*** Opening of Excerpted records ***

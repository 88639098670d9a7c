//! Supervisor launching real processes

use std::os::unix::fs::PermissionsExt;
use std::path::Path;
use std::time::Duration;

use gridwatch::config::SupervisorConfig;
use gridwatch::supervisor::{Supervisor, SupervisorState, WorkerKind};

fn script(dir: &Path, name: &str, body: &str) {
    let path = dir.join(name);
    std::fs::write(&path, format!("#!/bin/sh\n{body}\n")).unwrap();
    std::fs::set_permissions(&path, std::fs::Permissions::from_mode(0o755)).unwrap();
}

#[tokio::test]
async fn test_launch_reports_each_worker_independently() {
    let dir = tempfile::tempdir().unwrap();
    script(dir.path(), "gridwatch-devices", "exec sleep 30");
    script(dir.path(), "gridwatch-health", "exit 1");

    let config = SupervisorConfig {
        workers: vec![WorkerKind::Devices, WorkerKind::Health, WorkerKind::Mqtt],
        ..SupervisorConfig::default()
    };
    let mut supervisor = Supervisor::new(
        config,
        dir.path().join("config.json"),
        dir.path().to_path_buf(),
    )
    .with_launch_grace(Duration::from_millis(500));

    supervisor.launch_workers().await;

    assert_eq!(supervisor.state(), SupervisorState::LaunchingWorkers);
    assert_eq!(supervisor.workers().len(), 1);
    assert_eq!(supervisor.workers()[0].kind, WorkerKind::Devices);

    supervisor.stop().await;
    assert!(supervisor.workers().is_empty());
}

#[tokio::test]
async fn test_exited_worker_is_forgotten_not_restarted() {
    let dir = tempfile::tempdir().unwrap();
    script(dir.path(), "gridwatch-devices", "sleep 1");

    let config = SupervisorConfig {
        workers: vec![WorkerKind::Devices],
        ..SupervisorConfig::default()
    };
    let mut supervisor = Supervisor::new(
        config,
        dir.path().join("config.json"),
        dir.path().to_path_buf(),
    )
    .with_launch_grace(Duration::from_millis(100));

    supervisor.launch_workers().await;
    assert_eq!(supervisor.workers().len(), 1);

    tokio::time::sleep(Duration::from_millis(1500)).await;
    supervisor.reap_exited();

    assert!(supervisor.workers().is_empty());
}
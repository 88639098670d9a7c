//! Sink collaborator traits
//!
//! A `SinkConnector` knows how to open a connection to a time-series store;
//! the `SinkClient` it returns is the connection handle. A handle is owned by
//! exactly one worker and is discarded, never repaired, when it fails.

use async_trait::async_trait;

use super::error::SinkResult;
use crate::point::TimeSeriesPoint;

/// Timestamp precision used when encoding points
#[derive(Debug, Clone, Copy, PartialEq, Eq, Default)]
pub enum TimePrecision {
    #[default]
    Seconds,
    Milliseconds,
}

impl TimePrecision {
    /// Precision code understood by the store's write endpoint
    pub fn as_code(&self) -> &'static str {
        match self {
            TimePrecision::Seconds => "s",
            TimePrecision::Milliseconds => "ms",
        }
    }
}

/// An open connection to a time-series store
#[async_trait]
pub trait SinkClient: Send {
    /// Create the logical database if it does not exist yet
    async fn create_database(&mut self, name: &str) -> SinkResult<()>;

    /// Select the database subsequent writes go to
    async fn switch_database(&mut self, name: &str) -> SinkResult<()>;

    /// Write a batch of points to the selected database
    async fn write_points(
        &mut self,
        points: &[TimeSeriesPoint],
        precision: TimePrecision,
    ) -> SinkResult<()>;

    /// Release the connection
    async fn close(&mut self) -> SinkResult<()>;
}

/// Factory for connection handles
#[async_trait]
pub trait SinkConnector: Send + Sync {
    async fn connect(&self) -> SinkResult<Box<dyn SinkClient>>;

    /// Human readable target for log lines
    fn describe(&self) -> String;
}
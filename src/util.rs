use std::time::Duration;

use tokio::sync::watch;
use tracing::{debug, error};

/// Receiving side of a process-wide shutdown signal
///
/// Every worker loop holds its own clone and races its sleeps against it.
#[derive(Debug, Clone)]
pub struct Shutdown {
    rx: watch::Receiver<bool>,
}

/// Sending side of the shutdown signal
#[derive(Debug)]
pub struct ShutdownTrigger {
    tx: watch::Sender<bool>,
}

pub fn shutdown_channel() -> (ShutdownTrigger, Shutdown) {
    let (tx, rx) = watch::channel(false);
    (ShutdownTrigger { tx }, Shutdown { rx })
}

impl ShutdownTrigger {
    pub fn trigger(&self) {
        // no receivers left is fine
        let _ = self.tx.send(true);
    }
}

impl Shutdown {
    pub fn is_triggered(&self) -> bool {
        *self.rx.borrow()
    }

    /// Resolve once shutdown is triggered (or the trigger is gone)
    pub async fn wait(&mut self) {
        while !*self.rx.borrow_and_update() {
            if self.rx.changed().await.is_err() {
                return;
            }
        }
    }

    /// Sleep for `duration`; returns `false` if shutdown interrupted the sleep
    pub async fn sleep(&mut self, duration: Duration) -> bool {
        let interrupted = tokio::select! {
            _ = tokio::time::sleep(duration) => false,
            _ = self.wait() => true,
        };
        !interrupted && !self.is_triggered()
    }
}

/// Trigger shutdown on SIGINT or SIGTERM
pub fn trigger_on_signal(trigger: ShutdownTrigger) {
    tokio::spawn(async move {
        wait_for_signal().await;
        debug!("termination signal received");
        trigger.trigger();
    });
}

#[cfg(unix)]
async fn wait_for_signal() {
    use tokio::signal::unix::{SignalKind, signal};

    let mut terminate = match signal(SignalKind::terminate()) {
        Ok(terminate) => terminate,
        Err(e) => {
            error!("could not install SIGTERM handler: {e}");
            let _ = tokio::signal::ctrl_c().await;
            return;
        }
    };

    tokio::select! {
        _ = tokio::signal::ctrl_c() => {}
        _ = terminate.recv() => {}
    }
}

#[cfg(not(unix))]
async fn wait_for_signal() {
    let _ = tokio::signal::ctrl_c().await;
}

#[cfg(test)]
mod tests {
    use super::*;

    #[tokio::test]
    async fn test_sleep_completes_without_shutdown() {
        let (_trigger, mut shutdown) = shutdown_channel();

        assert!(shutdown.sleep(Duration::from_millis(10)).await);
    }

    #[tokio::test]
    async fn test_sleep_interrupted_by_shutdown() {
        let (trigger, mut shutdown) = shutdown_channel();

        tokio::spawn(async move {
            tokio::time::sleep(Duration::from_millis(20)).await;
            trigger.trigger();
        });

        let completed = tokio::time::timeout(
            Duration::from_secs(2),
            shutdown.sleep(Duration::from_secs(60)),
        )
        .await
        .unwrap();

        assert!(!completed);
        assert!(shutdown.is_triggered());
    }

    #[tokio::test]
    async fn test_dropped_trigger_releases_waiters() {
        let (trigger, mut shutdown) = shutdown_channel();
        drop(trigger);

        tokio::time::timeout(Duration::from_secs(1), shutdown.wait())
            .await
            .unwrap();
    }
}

*** Close of Excerpted records ***

Nothing in the listing should change; repeat it in full.

§ Response to this exercise:
repository 88639098670d9a7c
//! Supervisor launching real processes

use std::os::unix::fs::PermissionsExt;
use std::path::Path;
use std::time::Duration;

use gridwatch::config::SupervisorConfig;
use gridwatch::supervisor::{Supervisor, SupervisorState, WorkerKind};

fn script(dir: &Path, name: &str, body: &str) {
    let path = dir.join(name);
    std::fs::write(&path, format!("#!/bin/sh\n{body}\n")).unwrap();
    std::fs::set_permissions(&path, std::fs::Permissions::from_mode(0o755)).unwrap();
}

#[tokio::test]
async fn test_launch_reports_each_worker_independently() {
    let dir = tempfile::tempdir().unwrap();
    script(dir.path(), "gridwatch-devices", "exec sleep 30");
    script(dir.path(), "gridwatch-health", "exit 1");

    let config = SupervisorConfig {
        workers: vec![WorkerKind::Devices, WorkerKind::Health, WorkerKind::Mqtt],
        ..SupervisorConfig::default()
    };
    let mut supervisor = Supervisor::new(
        config,
        dir.path().join("config.json"),
        dir.path().to_path_buf(),
    )
    .with_launch_grace(Duration::from_millis(500));

    supervisor.launch_workers().await;

    assert_eq!(supervisor.state(), SupervisorState::LaunchingWorkers);
    assert_eq!(supervisor.workers().len(), 1);
    assert_eq!(supervisor.workers()[0].kind, WorkerKind::Devices);

    supervisor.stop().await;
    assert!(supervisor.workers().is_empty());
}

#[tokio::test]
async fn test_exited_worker_is_forgotten_not_restarted() {
    let dir = tempfile::tempdir().unwrap();
    script(dir.path(), "gridwatch-devices", "sleep 1");

    let config = SupervisorConfig {
        workers: vec![WorkerKind::Devices],
        ..SupervisorConfig::default()
    };
    let mut supervisor = Supervisor::new(
        config,
        dir.path().join("config.json"),
        dir.path().to_path_buf(),
    )
    .with_launch_grace(Duration::from_millis(100));

    supervisor.launch_workers().await;
    assert_eq!(supervisor.workers().len(), 1);

    tokio::time::sleep(Duration::from_millis(1500)).await;
    supervisor.reap_exited();

    assert!(supervisor.workers().is_empty());
}
repository 88639098670d9a7c
//! Sink collaborator traits
//!
//! A `SinkConnector` knows how to open a connection to a time-series store;
//! the `SinkClient` it returns is the connection handle. A handle is owned by
//! exactly one worker and is discarded, never repaired, when it fails.

use async_trait::async_trait;

use super::error::SinkResult;
use crate::point::TimeSeriesPoint;

/// Timestamp precision used when encoding points
#[derive(Debug, Clone, Copy, PartialEq, Eq, Default)]
pub enum TimePrecision {
    #[default]
    Seconds,
    Milliseconds,
}

impl TimePrecision {
    /// Precision code understood by the store's write endpoint
    pub fn as_code(&self) -> &'static str {
        match self {
            TimePrecision::Seconds => "s",
            TimePrecision::Milliseconds => "ms",
        }
    }
}

/// An open connection to a time-series store
#[async_trait]
pub trait SinkClient: Send {
    /// Create the logical database if it does not exist yet
    async fn create_database(&mut self, name: &str) -> SinkResult<()>;

    /// Select the database subsequent writes go to
    async fn switch_database(&mut self, name: &str) -> SinkResult<()>;

    /// Write a batch of points to the selected database
    async fn write_points(
        &mut self,
        points: &[TimeSeriesPoint],
        precision: TimePrecision,
    ) -> SinkResult<()>;

    /// Release the connection
    async fn close(&mut self) -> SinkResult<()>;
}

/// Factory for connection handles
#[async_trait]
pub trait SinkConnector: Send + Sync {
    async fn connect(&self) -> SinkResult<Box<dyn SinkClient>>;

    /// Human readable target for log lines
    fn describe(&self) -> String;
}
filename src/util.rs
use std::time::Duration;

use tokio::sync::watch;
use tracing::{debug, error};

/// Receiving side of a process-wide shutdown signal
///
/// Every worker loop holds its own clone and races its sleeps against it.
#[derive(Debug, Clone)]
pub struct Shutdown {
    rx: watch::Receiver<bool>,
}

/// Sending side of the shutdown signal
#[derive(Debug)]
pub struct ShutdownTrigger {
    tx: watch::Sender<bool>,
}

pub fn shutdown_channel() -> (ShutdownTrigger, Shutdown) {
    let (tx, rx) = watch::channel(false);
    (ShutdownTrigger { tx }, Shutdown { rx })
}

impl ShutdownTrigger {
    pub fn trigger(&self) {
        // no receivers left is fine
        let _ = self.tx.send(true);
    }
}

impl Shutdown {
    pub fn is_triggered(&self) -> bool {
        *self.rx.borrow()
    }

    /// Resolve once shutdown is triggered (or the trigger is gone)
    pub async fn wait(&mut self) {
        while !*self.rx.borrow_and_update() {
            if self.rx.changed().await.is_err() {
                return;
            }
        }
    }

    /// Sleep for `duration`; returns `false` if shutdown interrupted the sleep
    pub async fn sleep(&mut self, duration: Duration) -> bool {
        let interrupted = tokio::select! {
            _ = tokio::time::sleep(duration) => false,
            _ = self.wait() => true,
        };
        !interrupted && !self.is_triggered()
    }
}

/// Trigger shutdown on SIGINT or SIGTERM
pub fn trigger_on_signal(trigger: ShutdownTrigger) {
    tokio::spawn(async move {
        wait_for_signal().await;
        debug!("termination signal received");
        trigger.trigger();
    });
}

#[cfg(unix)]
async fn wait_for_signal() {
    use tokio::signal::unix::{SignalKind, signal};

    let mut terminate = match signal(SignalKind::terminate()) {
        Ok(terminate) => terminate,
        Err(e) => {
            error!("could not install SIGTERM handler: {e}");
            let _ = tokio::signal::ctrl_c().await;
            return;
        }
    };

    tokio::select! {
        _ = tokio::signal::ctrl_c() => {}
        _ = terminate.recv() => {}
    }
}

#[cfg(not(unix))]
async fn wait_for_signal() {
    let _ = tokio::signal::ctrl_c().await;
}

#[cfg(test)]
mod tests {
    use super::*;

    #[tokio::test]
    async fn test_sleep_completes_without_shutdown() {
        let (_trigger, mut shutdown) = shutdown_channel();

        assert!(shutdown.sleep(Duration::from_millis(10)).await);
    }

    #[tokio::test]
    async fn test_sleep_interrupted_by_shutdown() {
        let (trigger, mut shutdown) = shutdown_channel();

        tokio::spawn(async move {
            tokio::time::sleep(Duration::from_millis(20)).await;
            trigger.trigger();
        });

        let completed = tokio::time::timeout(
            Duration::from_secs(2),
            shutdown.sleep(Duration::from_secs(60)),
        )
        .await
        .unwrap();

        assert!(!completed);
        assert!(shutdown.is_triggered());
    }

    #[tokio::test]
    async fn test_dropped_trigger_releases_waiters() {
        let (trigger, mut shutdown) = shutdown_channel();
        drop(trigger);

        tokio::time::timeout(Duration::from_secs(1), shutdown.wait())
            .await
            .unwrap();
    }
}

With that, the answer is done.